Vertrösten wir Christen die Menschen nicht einfach auf ein Jenseits, auf ein Königreich in einer anderen Welt? Schließlich lautet eine weitere Antwort auf die Frage, woraus uns Jesus gerettet hat: Er hat uns aus dem Tod gerettet, weil er auferstanden ist und nun alle Menschen auferstehen werden. Nun auch hier: Wieso muss das Sterben denn dann überhaupt sein? Kann man darauf nicht gleich verzichten? Und warum muss so manches Leiden vor dem Tod sein? Das zumindest könnte man sich doch auch ersparen.

Wenn das die Rettungstaten Jesu sind, dann scheinen sie mir sehr unkonkret, ja eher vergeistigt zu sein. Hat sich das Christentum da um etwas herumgeschwindelt? Man hat doch einen konkreten Retter wie Mose erwartet. Der kam aber nicht. Hat man sich also in „geistige“ Rettungstaten geflüchtet, in Rettungstaten, die im Diesseits weder verifiziert noch falsifiziert werden können?

Je mehr ich darüber nachdenke, desto weniger kann ich dem Titel „Retter“ etwas abgewinnen. Ich fühle mich auch nicht gerettet. Vielleicht, weil ich noch nie in einer Situation war, von der ich dachte, gerettet werden zu müssen.
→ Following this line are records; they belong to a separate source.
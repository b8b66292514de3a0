use super::clips::ClipStore;
use super::output::AudioOutput;
use super::registry::{ActiveSounds, Finished, SoundId};

/// Starts voices for loaded clips and keeps them in the registry.
pub struct SoundPlayer<O: AudioOutput> {
    clips: ClipStore,
    output: O,
    active: ActiveSounds<O::Voice>,
    volume: f32,
}

impl<O: AudioOutput> SoundPlayer<O> {
    pub fn new(clips: ClipStore, output: O, volume: f32) -> Self {
        Self {
            clips,
            output,
            active: ActiveSounds::new(),
            volume,
        }
    }

    /// Start a new instance of `name`. Every call creates its own voice, so the
    /// same clip can overlap itself. Returns `None` when the clip never loaded.
    pub fn play(&mut self, name: &str, looping: bool) -> Option<SoundId> {
        let clip = self.clips.get(name)?;
        let voice = self.output.start(clip, looping, self.volume)?;
        Some(self.active.insert(name, looping, voice))
    }

    pub fn resume_output(&mut self) {
        self.output.resume();
    }

    pub fn stop(&mut self, id: SoundId) -> bool {
        self.active.stop(id)
    }

    pub fn stop_where(&mut self, pred: impl FnMut(&str) -> bool) -> usize {
        self.active.stop_where(pred)
    }

    pub fn stop_all(&mut self) -> usize {
        self.active.stop_all()
    }

    pub fn reap_finished(&mut self) -> Vec<Finished> {
        self.active.reap_finished()
    }

    pub fn active(&self) -> &ActiveSounds<O::Voice> {
        &self.active
    }

    #[cfg(test)]
    pub fn output(&self) -> &O {
        &self.output
    }
}
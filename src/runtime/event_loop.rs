use std::time::Duration;

use crossterm::event;
use ratatui::layout::Rect;
use ratatui::{Terminal, backend::CrosstermBackend};

use crate::app::{App, Flow};
use crate::audio::AudioOutput;
use crate::config;
use crate::runtime::binder::{Binder, Screen};
use crate::ui;

/// Main terminal event loop: reaps finished sounds, draws, and dispatches
/// input. Returns `Ok(())` when the user quits.
pub fn run<O: AudioOutput>(
    terminal: &mut Terminal<CrosstermBackend<std::io::Stdout>>,
    settings: &config::Settings,
    app: &mut App<O>,
) -> Result<(), Box<dyn std::error::Error>> {
    let mut binder = Binder::new();

    loop {
        // Natural completions are only observable by polling.
        app.tick();

        let mut area = Rect::default();
        terminal.draw(|f| {
            area = f.area();
            ui::draw(f, app, &settings.ui);
        })?;

        if !event::poll(Duration::from_millis(50))? {
            continue;
        }

        let ev = event::read()?;
        let screen = Screen {
            area,
            fighters: app.fighters.len(),
            columns: app.columns,
        };
        for input in binder.translate(&ev, &screen) {
            if app.handle(input) == Flow::Quit {
                return Ok(());
            }
        }
    }
}
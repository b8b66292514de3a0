//! Audio output seam.
//!
//! `AudioOutput` starts voices; a `Voice` is one independent playback that can
//! be stopped and polled for completion. `RodioOutput` is the real device
//! implementation.

use rodio::{OutputStream, OutputStreamBuilder, Sink};

use super::clips::Clip;

/// One in-flight playback of a clip.
pub trait Voice {
    /// Stop playback. Must be a silent no-op if the voice already finished.
    fn stop(&self);
    /// True once a one-shot voice has played to the end.
    fn is_finished(&self) -> bool;
}

pub trait AudioOutput {
    type Voice: Voice;

    /// Make the output ready to produce sound (the first user interaction
    /// calls this).
    fn resume(&mut self);

    /// Start a new, independent voice for `clip`. Returns `None` if the
    /// output cannot play right now.
    fn start(&mut self, clip: &Clip, looping: bool, volume: f32) -> Option<Self::Voice>;
}

/// `rodio` output. The device is opened lazily on first use.
pub struct RodioOutput {
    stream: Option<OutputStream>,
    open_failed: bool,
}

impl RodioOutput {
    pub fn new() -> Self {
        Self {
            stream: None,
            open_failed: false,
        }
    }

    fn stream(&mut self) -> Option<&OutputStream> {
        if self.stream.is_none() && !self.open_failed {
            match OutputStreamBuilder::open_default_stream() {
                Ok(mut stream) => {
                    // rodio logs to stderr when OutputStream is dropped, which would
                    // land on top of the TUI.
                    stream.log_on_drop(false);
                    self.stream = Some(stream);
                }
                Err(err) => {
                    log::error!("no audio output device: {err}");
                    self.open_failed = true;
                }
            }
        }
        self.stream.as_ref()
    }
}

impl Default for RodioOutput {
    fn default() -> Self {
        Self::new()
    }
}

impl AudioOutput for RodioOutput {
    type Voice = RodioVoice;

    fn resume(&mut self) {
        let _ = self.stream();
    }

    fn start(&mut self, clip: &Clip, looping: bool, volume: f32) -> Option<RodioVoice> {
        let stream = self.stream()?;
        let sink = Sink::connect_new(stream.mixer());
        sink.set_volume(volume);
        sink.append(clip.to_source(looping));
        sink.play();
        Some(RodioVoice { sink })
    }
}

pub struct RodioVoice {
    sink: Sink,
}

impl Voice for RodioVoice {
    fn stop(&self) {
        self.sink.stop();
    }

    fn is_finished(&self) -> bool {
        self.sink.empty()
    }
}
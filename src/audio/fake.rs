//! In-memory output used by tests.

use std::cell::Cell;
use std::rc::Rc;

use super::clips::{Clip, ClipStore};
use super::output::{AudioOutput, Voice};

#[derive(Default)]
struct VoiceState {
    stopped: Cell<bool>,
    finished: Cell<bool>,
}

/// Test handle onto a started voice.
#[derive(Clone)]
pub struct VoiceHandle {
    pub looping: bool,
    state: Rc<VoiceState>,
}

impl VoiceHandle {
    pub fn is_stopped(&self) -> bool {
        self.state.stopped.get()
    }

    /// Simulate the voice reaching the end of its clip.
    pub fn finish(&self) {
        self.state.finished.set(true);
    }
}

pub struct FakeVoice {
    state: Rc<VoiceState>,
}

impl Voice for FakeVoice {
    fn stop(&self) {
        self.state.stopped.set(true);
    }

    fn is_finished(&self) -> bool {
        self.state.finished.get() || self.state.stopped.get()
    }
}

#[derive(Default)]
pub struct FakeOutput {
    pub resumed: u32,
    started: Vec<VoiceHandle>,
}

impl FakeOutput {
    pub fn started(&self) -> Vec<VoiceHandle> {
        self.started.clone()
    }

    pub fn started_count(&self) -> usize {
        self.started.len()
    }

    pub fn last(&self) -> Option<VoiceHandle> {
        self.started.last().cloned()
    }
}

impl AudioOutput for FakeOutput {
    type Voice = FakeVoice;

    fn resume(&mut self) {
        self.resumed += 1;
    }

    fn start(&mut self, _clip: &Clip, looping: bool, _volume: f32) -> Option<FakeVoice> {
        let state = Rc::new(VoiceState::default());
        self.started.push(VoiceHandle {
            looping,
            state: state.clone(),
        });
        Some(FakeVoice { state })
    }
}

/// A store holding a short silent clip for every name in `names`.
pub fn store_with(names: &[&str]) -> ClipStore {
    let mut store = ClipStore::default();
    for name in names {
        store.insert(*name, Clip::new(vec![0.0; 64], 1, 44_100));
    }
    store
}

/// A store with the full cue set loaded.
pub fn full_store() -> ClipStore {
    let names = super::cues::all_clip_names();
    let refs: Vec<&str> = names.iter().map(String::as_str).collect();
    store_with(&refs)
}
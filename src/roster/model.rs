use serde::Deserialize;

#[derive(Debug, Clone, PartialEq, Eq, Deserialize)]
pub struct Fighter {
    pub name: String,
    /// Multi-line text portrait. May be empty.
    #[serde(default)]
    pub art: String,
}

impl Fighter {
    pub fn new(name: impl Into<String>, art: impl Into<String>) -> Self {
        Self {
            name: name.into(),
            art: art.into(),
        }
    }
}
Aber ich glaube auch nicht, dass alle charismatischen und evangelikalen Christen, die so enthusiastisch von ihrer Rettung reden, schon in solch rettungsbedürftigen Situationen waren.

Bevor ich nun in Versuchung geführt werde, in eine akademische Theologie abzugleiten, nur um dieser Frage nach der Rettungstat Jesu eine Antwort zu geben, und weil ich auch ganz gut mit unbeantworteten Fragen leben kann, lass ich an dieser Stelle die Frage einfach offen:

Inwiefern ist Jesus unser Retter?

Was soll dieser Titel bedeuten, das auch Relevanz für mein Leben hat?

Über eure Kommentare dazu freue ich mich.